When Carroll came in with some reports Mills told him to see Henderson and order a Plantagenet for Lindley to be delivered at the clergyman’s house Christmas morning.

Carroll reported a court decision in Illinois sustaining the validity of some municipal bonds in which Mills had invested.

“Christmas presents coming in early,” Mills remarked as he read the telegram. “I thought I was stung there.”

He approved of the world and its ways. It was a pretty good world, after all; a world in which he wielded power, as he liked to wield it, quietly, without subjecting himself to the fever and fret of the market place. Among other memoranda Carroll had placed on his desk was a list of women—old friends of Mrs. Mills—to whom he had sent flowers every Christmas since her death. The list was kept in the office files from year to year to guard against omissions. Sentiment. Mills liked to believe himself singularly blessed with sentiment. He admired himself for this fidelity to his wife’s old friends. They probably spoke to one another of these annual remembrances as an evidence of the praiseworthy feeling he entertained for the old times.

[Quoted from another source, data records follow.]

use super::{CommandArgs, CommandHandler, Context, Reply, SlashCommand};
use crate::error::TicketResult;
use crate::views;
use async_trait::async_trait;

pub struct HelpHandler;

#[async_trait]
impl CommandHandler for HelpHandler {
    fn definition(&self) -> SlashCommand {
        SlashCommand::new("help", "Lists the bot's commands.")
    }

    async fn handle(&self, _ctx: &Context<'_>, _args: &CommandArgs) -> TicketResult<Reply> {
        Ok(Reply::private_embed(views::help()))
    }
}
//! HTTP server for the Prometheus metrics endpoint.
//!
//! Runs on its own tokio task and serves `/metrics` for scraping.

use axum::{Router, routing::get};
use std::net::SocketAddr;

async fn metrics_handler() -> String {
    crate::metrics::gather_metrics()
}

/// Serve `GET /metrics` on `0.0.0.0:port` until the process exits.
///
/// Bind failures are logged; the bot keeps running without the endpoint.
pub async fn run_metrics_server(port: u16) {
    let app = Router::new().route("/metrics", get(metrics_handler));

    let addr = SocketAddr::from(([0, 0, 0, 0], port));
    tracing::info!(%addr, "Metrics endpoint listening");

    let listener = match tokio::net::TcpListener::bind(&addr).await {
        Ok(listener) => listener,
        Err(e) => {
            tracing::error!(%addr, error = %e, "Failed to bind metrics endpoint");
            return;
        }
    };

    if let Err(e) = axum::serve(listener, app).await {
        tracing::error!(error = %e, "Metrics endpoint stopped");
    }
}
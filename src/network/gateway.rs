//! Gateway - serenity event handler that feeds interactions to the dispatcher.
//!
//! Slash commands are registered when the shard becomes ready. Control
//! clicks are acknowledged immediately and answered with a followup; commands
//! are deferred with the visibility their handler declares, then the deferred
//! response is edited, or replaced when the outcome needs the other visibility.

use super::commands;
use crate::handlers::{Dispatcher, Invocation, Reply};
use crate::platform::discord::{create_attachment, create_embed};
use crate::platform::{ChannelId, GuildId, MessageId, PlatformError, RoleId, UserId};
use crate::telemetry::spans;
use crate::ticket::Actor;
use crate::views::ControlId;
use async_trait::async_trait;
use serenity::all::{
    Command, CommandInteraction, ComponentInteraction, Context, CreateCommand,
    CreateInteractionResponse, CreateInteractionResponseFollowup, EditInteractionResponse,
    EventHandler, Interaction, Member, Permissions, Ready,
};
use serenity::model::id as discord;
use std::sync::Arc;
use thiserror::Error;
use tracing::{Instrument, debug, error, info, warn};

#[derive(Debug, Error)]
enum RespondError {
    #[error(transparent)]
    Discord(#[from] serenity::Error),
    #[error(transparent)]
    Attachment(#[from] PlatformError),
}

/// Interaction entry point for the serenity client.
pub struct Gateway {
    dispatcher: Arc<Dispatcher>,
    /// Register commands to this guild instead of globally.
    command_guild: Option<GuildId>,
}

impl Gateway {
    pub fn new(dispatcher: Arc<Dispatcher>, command_guild: Option<GuildId>) -> Self {
        Self {
            dispatcher,
            command_guild,
        }
    }

    async fn register_commands(&self, ctx: &Context) {
        let definitions: Vec<CreateCommand> = self
            .dispatcher
            .commands()
            .iter()
            .map(commands::build)
            .collect();
        let count = definitions.len();
        let result = match self.command_guild {
            Some(guild) => {
                discord::GuildId::new(guild.get())
                    .set_commands(&ctx.http, definitions)
                    .await
            }
            None => Command::set_global_commands(&ctx.http, definitions).await,
        };
        match result {
            Ok(_) => info!(count, guild = ?self.command_guild, "Registered slash commands"),
            Err(e) => error!(error = %e, "Failed to register slash commands"),
        }
    }

    async fn on_component(&self, ctx: &Context, component: ComponentInteraction) {
        if component.data.custom_id.parse::<ControlId>().is_err() {
            return;
        }
        let (Some(guild_id), Some(member)) = (component.guild_id, component.member.as_ref())
        else {
            debug!(custom_id = %component.data.custom_id, "Ignoring control outside a guild");
            return;
        };

        if let Err(e) = component
            .create_response(&ctx.http, CreateInteractionResponse::Acknowledge)
            .await
        {
            warn!(error = %e, "Failed to acknowledge control");
            return;
        }

        let invocation = Invocation {
            guild_id: GuildId(guild_id.get()),
            channel_id: ChannelId(component.channel_id.get()),
            message_id: Some(MessageId(component.message.id.get())),
            actor: member_actor(member),
        };
        let Some(reply) = self
            .dispatcher
            .dispatch_control(&invocation, &component.data.custom_id)
            .await
        else {
            return;
        };
        if reply.is_silent() {
            return;
        }

        let result = match followup(&reply).await {
            Ok(message) => component
                .create_followup(&ctx.http, message)
                .await
                .map(|_| ())
                .map_err(RespondError::from),
            Err(e) => Err(e),
        };
        if let Err(e) = result {
            warn!(error = %e, "Failed to answer control");
        }
    }

    async fn on_command(&self, ctx: &Context, command: CommandInteraction) {
        let (Some(guild_id), Some(member)) = (command.guild_id, command.member.as_deref()) else {
            debug!(command = %command.data.name, "Ignoring command outside a guild");
            return;
        };

        let private = self.dispatcher.is_private(&command.data.name);
        let deferred = if private {
            command.defer_ephemeral(&ctx.http).await
        } else {
            command.defer(&ctx.http).await
        };
        if let Err(e) = deferred {
            warn!(command = %command.data.name, error = %e, "Failed to defer command");
            return;
        }

        let invocation = Invocation {
            guild_id: GuildId(guild_id.get()),
            channel_id: ChannelId(command.channel_id.get()),
            message_id: None,
            actor: member_actor(member),
        };
        let args = commands::parse_args(&command.data.options());
        let reply = self
            .dispatcher
            .dispatch_command(&invocation, &command.data.name, &args)
            .await
            .unwrap_or_else(|| Reply::private("Unknown command."));

        if let Err(e) = respond(ctx, &command, private, &reply).await {
            warn!(command = %command.data.name, error = %e, "Failed to answer command");
        }
    }
}

#[async_trait]
impl EventHandler for Gateway {
    async fn ready(&self, ctx: Context, ready: Ready) {
        info!(
            user = %ready.user.name,
            guilds = ready.guilds.len(),
            "Connected to gateway"
        );
        self.register_commands(&ctx)
            .instrument(spans::startup("register_commands"))
            .await;
    }

    async fn interaction_create(&self, ctx: Context, interaction: Interaction) {
        match interaction {
            Interaction::Component(component) => self.on_component(&ctx, component).await,
            Interaction::Command(command) => self.on_command(&ctx, command).await,
            _ => {}
        }
    }
}

/// Answer a deferred command.
async fn respond(
    ctx: &Context,
    command: &CommandInteraction,
    deferred_private: bool,
    reply: &Reply,
) -> Result<(), RespondError> {
    if reply.is_silent() {
        command.delete_response(&ctx.http).await?;
        return Ok(());
    }
    if reply.ephemeral == deferred_private {
        command.edit_response(&ctx.http, edit(reply).await?).await?;
        return Ok(());
    }
    // Visibility of a deferred response is fixed; replace it with a followup.
    command.delete_response(&ctx.http).await?;
    command.create_followup(&ctx.http, followup(reply).await?).await?;
    Ok(())
}

async fn edit(reply: &Reply) -> Result<EditInteractionResponse, PlatformError> {
    let mut builder = EditInteractionResponse::new();
    if let Some(content) = &reply.content {
        builder = builder.content(content);
    }
    if let Some(embed) = &reply.embed {
        builder = builder.embed(create_embed(embed));
    }
    if let Some(staged) = &reply.attachment {
        builder = builder.new_attachment(create_attachment(staged.attachment()).await?);
    }
    Ok(builder)
}

async fn followup(reply: &Reply) -> Result<CreateInteractionResponseFollowup, RespondError> {
    let mut builder = CreateInteractionResponseFollowup::new().ephemeral(reply.ephemeral);
    if let Some(content) = &reply.content {
        builder = builder.content(content);
    }
    if let Some(embed) = &reply.embed {
        builder = builder.embed(create_embed(embed));
    }
    if let Some(staged) = &reply.attachment {
        builder = builder.add_file(create_attachment(staged.attachment()).await?);
    }
    Ok(builder)
}

fn member_actor(member: &Member) -> Actor {
    actor(member.user.id, &member.roles, member.permissions)
}

/// Interaction members carry their resolved channel permissions.
fn actor(user: discord::UserId, roles: &[discord::RoleId], permissions: Option<Permissions>) -> Actor {
    Actor::new(
        UserId(user.get()),
        roles.iter().map(|r| RoleId(r.get())).collect(),
        permissions.is_some_and(|p| p.administrator()),
    )
}

#[cfg(test)]
mod tests {
    use super::*;

    #[test]
    fn test_actor_from_member_parts() {
        let roles = [discord::RoleId::new(7), discord::RoleId::new(8)];
        let admin = actor(
            discord::UserId::new(5),
            &roles,
            Some(Permissions::ADMINISTRATOR | Permissions::SEND_MESSAGES),
        );
        assert_eq!(admin.user_id, UserId(5));
        assert_eq!(admin.roles, vec![RoleId(7), RoleId(8)]);
        assert!(admin.is_admin);

        let member = actor(discord::UserId::new(6), &[], Some(Permissions::SEND_MESSAGES));
        assert!(!member.is_admin);
        assert!(!actor(discord::UserId::new(6), &[], None).is_admin);
    }
}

“You told me to keep on picking up Rogers Trust whenever it was in the market,” said Carroll. “Gurley called up yesterday and asked if you wanted any more. I’ve got two hundred shares here—paid three eighteen. They’re closing the transfer books tomorrow so I went ahead without consulting you.”

“That part of it’s all right,” Mills remarked, scanning the certificate. “Who’s selling this?”

“It was in Gurley’s name—he’d bought it himself.”

“A little queer,” Mills remarked. “There were only a few old stockholders who had blocks of two hundred—Larsen, Skinner, Saintsbury; and Shep and Leila had the same amount. None of them would be selling now. Suppose you step over to the Trust Company and see where Gurley got this. It makes no particular difference—I’m just a little curious. There’s been no talk about the merger—no gossip?”

“Nothing that I’ve heard. I’m pretty sure Gurley had no inkling of it. If he had, of course he wouldn’t have let go at the price he asked.”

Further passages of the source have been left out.